Journal of Psychopharmacology
meta Study

Abstract

Rationale

Novel, evidence-based treatments are required for treatment-resistant post-traumatic stress disorder (PTSD). 3,4-Methylenedioxymethamphetamine (MDMA) has beneficially augmented psychotherapy in several small clinical trials.

Objective

To review the use of MDMA-assisted psychotherapy in treatment-resistant PTSD.

Methods

Systematic searches of four databases were conducted from inception to February 2020. A meta-analysis was performed on trials which were double-blinded, randomised, and compared MDMA-assisted psychotherapy to psychotherapy and placebo. The primary outcomes were the differences in Clinician Administered PTSD Scale (CAPS-IV) score and Beck’s Depression Inventory (BDI). Secondary outcome measures included neurocognitive and physical adverse effects, at the time, and within 7 days of intervention.

Results

Four randomised controlled trials (RCTs) met inclusion criteria.
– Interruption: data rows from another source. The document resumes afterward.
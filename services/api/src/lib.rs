mod cli;
mod decide;
mod infra;
mod routes;
mod server;

use loan_decision::error::AppError;

pub async fn run() -> Result<(), AppError> {
    cli::run().await
}
use std::sync::Arc;

use axum::{
    extract::{rejection::JsonRejection, State},
    http::StatusCode,
    response::{IntoResponse, Response},
    routing::post,
    Json, Router,
};
use tracing::error;

use super::domain::{DecisionRequest, DecisionResponse};
use super::engine::DecisionEngine;
use super::error::DecisionError;
use super::identifier::IdentifierValidator;

pub(crate) const UNEXPECTED_ERROR_MESSAGE: &str = "An unexpected error occurred";

/// Router exposing `POST /loan/decision`.
pub fn decision_router<V>(engine: Arc<DecisionEngine<V>>) -> Router
where
    V: IdentifierValidator + 'static,
{
    Router::new()
        .route("/loan/decision", post(decision_handler::<V>))
        .with_state(engine)
}

pub(crate) async fn decision_handler<V>(
    State(engine): State<Arc<DecisionEngine<V>>>,
    payload: Result<Json<DecisionRequest>, JsonRejection>,
) -> Response
where
    V: IdentifierValidator + 'static,
{
    let Json(request) = match payload {
        Ok(payload) => payload,
        Err(rejection) => return rejection_response(rejection),
    };

    match engine.evaluate(&request) {
        Ok(decision) => (StatusCode::OK, Json(DecisionResponse::from(decision))).into_response(),
        Err(err) => {
            let body = DecisionResponse::rejected(err.to_string());
            (status_for(err), Json(body)).into_response()
        }
    }
}

pub(crate) fn status_for(err: DecisionError) -> StatusCode {
    match err {
        DecisionError::InvalidIdentifier
        | DecisionError::InvalidAmount
        | DecisionError::InvalidPeriod
        | DecisionError::InvalidAge => StatusCode::BAD_REQUEST,
        DecisionError::NoValidLoan => StatusCode::NOT_FOUND,
    }
}

fn rejection_response(rejection: JsonRejection) -> Response {
    let (status, message) = match &rejection {
        JsonRejection::JsonDataError(_)
        | JsonRejection::JsonSyntaxError(_)
        | JsonRejection::MissingJsonContentType(_) => {
            (StatusCode::BAD_REQUEST, rejection.body_text())
        }
        _ => {
            error!(error = %rejection.body_text(), "failed to read decision request");
            (
                StatusCode::INTERNAL_SERVER_ERROR,
                UNEXPECTED_ERROR_MESSAGE.to_string(),
            )
        }
    };

    (status, Json(DecisionResponse::rejected(message))).into_response()
}
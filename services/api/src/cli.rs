use crate::decide::{run_decide, DecideArgs};
use crate::server;
use clap::{Args, Parser, Subcommand};
use loan_decision::error::AppError;

#[derive(Parser, Debug)]
#[command(
    name = "Loan Decision Engine",
    about = "Serve or query loan decisions from the command line",
    version
)]
struct Cli {
    #[command(subcommand)]
    command: Option<Command>,
}

#[derive(Subcommand, Debug)]
enum Command {
    /// Start the HTTP service (default command)
    Serve(ServeArgs),
    /// Evaluate a single loan request and print the decision
    Decide(DecideArgs),
}

#[derive(Args, Debug, Default)]
pub(crate) struct ServeArgs {
    /// Override the configured host for the HTTP server
    #[arg(long)]
    pub(crate) host: Option<String>,
    /// Override the configured port for the HTTP server
    #[arg(long)]
    pub(crate) port: Option<u16>,
}

pub(crate) async fn run() -> Result<(), AppError> {
    let cli = Cli::parse();
    let command = cli
        .command
        .unwrap_or_else(|| Command::Serve(ServeArgs::default()));

    match command {
        Command::Serve(args) => server::run(args).await,
        Command::Decide(args) => run_decide(args),
    }
}
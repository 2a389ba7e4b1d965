//! # Equivalence Table
//!
//! Adjacency store of semantic matches: `base_semantic_id → [matches]`.
//!
//! ## Invariants
//!
//! - Every match stored under key `k` has `base_semantic_id == k`.
//! - No list holds two matches with the same [`EdgeKey`].
//! - No key maps to an empty list. Removing the last match drops the key.
//!
//! The lookup algorithm lives in [`traversal`]; the lock-protected handle for
//! services lives in [`shared`].

pub mod traversal;
pub mod shared;

use serde::{Deserialize, Serialize};
use tracing::debug;

use crate::config::TraversalConfig;
use crate::model::*;
use crate::{Error, Result};

pub use shared::SharedEquivalenceTable;

/// `semantic_id → outgoing matches`, in insertion order per list.
pub type MatchMap = hashbrown::HashMap<String, Vec<SemanticMatch>>;

// ============================================================================
// EquivalenceTable
// ============================================================================

/// In-memory table of weighted semantic matches.
#[derive(Debug, Clone, Default, Serialize, Deserialize)]
pub struct EquivalenceTable {
    pub(crate) matches: MatchMap,
    #[serde(skip)]
    pub(crate) config: TraversalConfig,
}

/// Tables are equal when they hold the same matches. The traversal config
/// is not part of the data.
impl PartialEq for EquivalenceTable {
    fn eq(&self, other: &Self) -> bool {
        self.matches == other.matches
    }
}

impl EquivalenceTable {
    pub fn new() -> Self {
        Self::default()
    }

    pub fn with_config(config: TraversalConfig) -> Result<Self> {
        config.validate()?;
        Ok(Self { matches: MatchMap::new(), config })
    }

    pub fn config(&self) -> &TraversalConfig {
        &self.config
    }

    pub fn set_config(&mut self, config: TraversalConfig) -> Result<()> {
        config.validate()?;
        self.config = config;
        Ok(())
    }

    // ========================================================================
    // Mutation
    // ========================================================================

    /// Insert a match under its base id. Returns `false` without touching the
    /// table when the same edge is already stored.
    pub fn add_semantic_match(&mut self, semantic_match: SemanticMatch) -> bool {
        let list = self.matches
            .entry(semantic_match.base_semantic_id.clone())
            .or_default();
        if list.iter().any(|m| m.same_edge(&semantic_match)) {
            debug!(edge = %semantic_match, "duplicate semantic match skipped");
            return false;
        }
        debug!(edge = %semantic_match, "semantic match added");
        list.push(semantic_match);
        true
    }

    /// Remove the stored match with the same edge as `semantic_match` and
    /// return it.
    pub fn remove_semantic_match(&mut self, semantic_match: &SemanticMatch) -> Result<SemanticMatch> {
        let base = &semantic_match.base_semantic_id;
        let list = self.matches
            .get_mut(base)
            .ok_or_else(|| Error::SemanticIdNotFound(base.clone()))?;

        let pos = list.iter()
            .position(|m| m.same_edge(semantic_match))
            .ok_or_else(|| Error::MatchNotFound {
                base: base.clone(),
                target: semantic_match.match_semantic_id.clone(),
                score: semantic_match.score,
            })?;

        let removed = list.remove(pos);
        if list.is_empty() {
            self.matches.remove(base);
        }
        debug!(edge = %removed, "semantic match removed");
        Ok(removed)
    }

    pub fn remove_all_semantic_matches(&mut self) {
        debug!(semantic_ids = self.matches.len(), "equivalence table cleared");
        self.matches.clear();
    }

    // ========================================================================
    // Introspection
    // ========================================================================

    /// The keyed structure itself, `semantic_id → matches`.
    pub fn get_all_matches(&self) -> &MatchMap {
        &self.matches
    }

    /// Every stored match, grouped by base id.
    pub fn iter_matches(&self) -> impl Iterator<Item = &SemanticMatch> {
        self.matches.values().flatten()
    }

    /// Direct outgoing matches of `semantic_id`, in insertion order.
    pub fn matches_for(&self, semantic_id: &str) -> &[SemanticMatch] {
        self.matches.get(semantic_id).map(Vec::as_slice).unwrap_or(&[])
    }

    pub fn contains(&self, semantic_match: &SemanticMatch) -> bool {
        self.matches_for(&semantic_match.base_semantic_id)
            .iter()
            .any(|m| m.same_edge(semantic_match))
    }

    /// Number of stored matches.
    pub fn len(&self) -> usize {
        self.matches.values().map(Vec::len).sum()
    }

    pub fn is_empty(&self) -> bool {
        self.matches.is_empty()
    }

    /// Number of semantic ids with at least one outgoing match.
    pub fn semantic_id_count(&self) -> usize {
        self.matches.len()
    }

    // ========================================================================
    // Request envelope
    // ========================================================================

    /// Answer the local part of a lookup request.
    pub fn answer(&self, request: &MatchRequest, score_limit: f64) -> Result<MatchResponse> {
        debug!(
            semantic_id = %request.semantic_id,
            local_only = request.local_only,
            score_limit,
            "answering match request"
        );
        self.get_local_matches(&request.semantic_id, score_limit).map(MatchResponse::from)
    }

    /// Check the storage invariants. Used after loading foreign documents.
    pub(crate) fn check_invariants(&self) -> Result<()> {
        for (key, list) in &self.matches {
            if list.is_empty() {
                return Err(Error::InvalidTable(format!("semantic id '{key}' has an empty match list")));
            }
            for (i, m) in list.iter().enumerate() {
                if &m.base_semantic_id != key {
                    return Err(Error::InvalidTable(format!(
                        "match {m} is stored under '{key}'"
                    )));
                }
                if list[..i].iter().any(|prev| prev.same_edge(m)) {
                    return Err(Error::InvalidTable(format!("duplicate match {m}")));
                }
            }
        }
        Ok(())
    }
}

// ============================================================================
// Tests
// ============================================================================
//! End-to-end tests for table mutation and introspection.

use pretty_assertions::assert_eq;
use semantic_matcher::{EquivalenceTable, Error, SemanticMatch, SharedEquivalenceTable};

fn seed() -> EquivalenceTable {
    let mut table = EquivalenceTable::new();
    table.add_semantic_match(SemanticMatch::new("A", "B", 0.9));
    table.add_semantic_match(SemanticMatch::new("A", "C", 0.7));
    table.add_semantic_match(SemanticMatch::new("B", "C", 0.8));
    table
}

#[test]
fn test_keyed_structure() {
    let table = seed();
    let all = table.get_all_matches();
    assert_eq!(all.len(), 2);
    assert_eq!(all["A"].len(), 2);
    assert_eq!(all["B"], vec![SemanticMatch::new("B", "C", 0.8)]);
    for (key, list) in all {
        assert!(list.iter().all(|m| &m.base_semantic_id == key));
    }
}

#[test]
fn test_counts() {
    let table = seed();
    assert_eq!(table.len(), 3);
    assert_eq!(table.semantic_id_count(), 2);
    assert_eq!(table.iter_matches().count(), 3);
    assert!(table.matches_for("C").is_empty());
}

#[test]
fn test_add_twice_equals_add_once() {
    let mut twice = seed();
    assert!(!twice.add_semantic_match(SemanticMatch::new("A", "B", 0.9)));
    assert_eq!(twice, seed());
}

#[test]
fn test_remove_then_readd() {
    let mut table = seed();
    let m = SemanticMatch::new("B", "C", 0.8);
    table.remove_semantic_match(&m).unwrap();
    assert!(!table.get_all_matches().contains_key("B"));
    assert!(table.add_semantic_match(m));
    assert_eq!(table, seed());
}

#[test]
fn test_remove_twice_fails_second_time() {
    let mut table = seed();
    let m = SemanticMatch::new("A", "C", 0.7);
    table.remove_semantic_match(&m).unwrap();
    let err = table.remove_semantic_match(&m).unwrap_err();
    match err {
        Error::MatchNotFound { base, target, score } => {
            assert_eq!(base, "A");
            assert_eq!(target, "C");
            assert_eq!(score, 0.7);
        }
        other => panic!("expected MatchNotFound, got {other:?}"),
    }
    assert_eq!(table.len(), 2);
}

#[test]
fn test_error_messages() {
    let mut table = EquivalenceTable::new();
    let err = table.remove_semantic_match(&SemanticMatch::new("X", "Y", 0.5)).unwrap_err();
    assert_eq!(err.to_string(), "Semantic id not found: X");
}

#[test]
fn test_clear() {
    let mut table = seed();
    table.remove_all_semantic_matches();
    assert!(table.is_empty());
    assert_eq!(table, EquivalenceTable::new());
}

#[test]
fn test_shared_handle_sees_writes() {
    let shared = SharedEquivalenceTable::new(seed());
    let other = shared.clone();
    other.add_semantic_match(SemanticMatch::new("C", "D", 0.9));
    assert_eq!(shared.len(), 4);
    let found = shared.get_local_matches("B", 0.5).unwrap();
    let targets: Vec<&str> = found.iter().map(|m| m.match_semantic_id.as_str()).collect();
    assert_eq!(targets, vec!["C", "D"]);
}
When compared to active placebo, intervention groups taking 75 mg (MD −46.90; 95% (confidence intervals) CI −58.78, −35.02), 125 mg (MD −20.98; 95% CI −34.35, −7.61) but not 100 mg (MD −12.90; 95% CI −36.09, 10.29) of MDMA with psychotherapy, had significant decreases in CAPS-IV scores, as did the inactive placebo arm (MD −33.20; 95% CI −40.53, −25.87). A significant decrease in BDI when compared to active placebo (MD −10.80; 95% CI −20.39, −1.21) was only observed at 75 mg. Compared to placebo, participants reported significantly more episodes of low mood, nausea and jaw-clenching during sessions and lack of appetite after 7 days.

Conclusion

These results demonstrate potential therapeutic benefit with minimal physical and neurocognitive risk for the use of MDMA-assisted psychotherapy in TR-PTSD, despite little effect on Beck’s Depression Inventory. Better powered RCTs are required to investigate further. International Prospective Register of Systematic Reviews: CRD42019109132 available online at www.crd.york.ac.uk/prospero .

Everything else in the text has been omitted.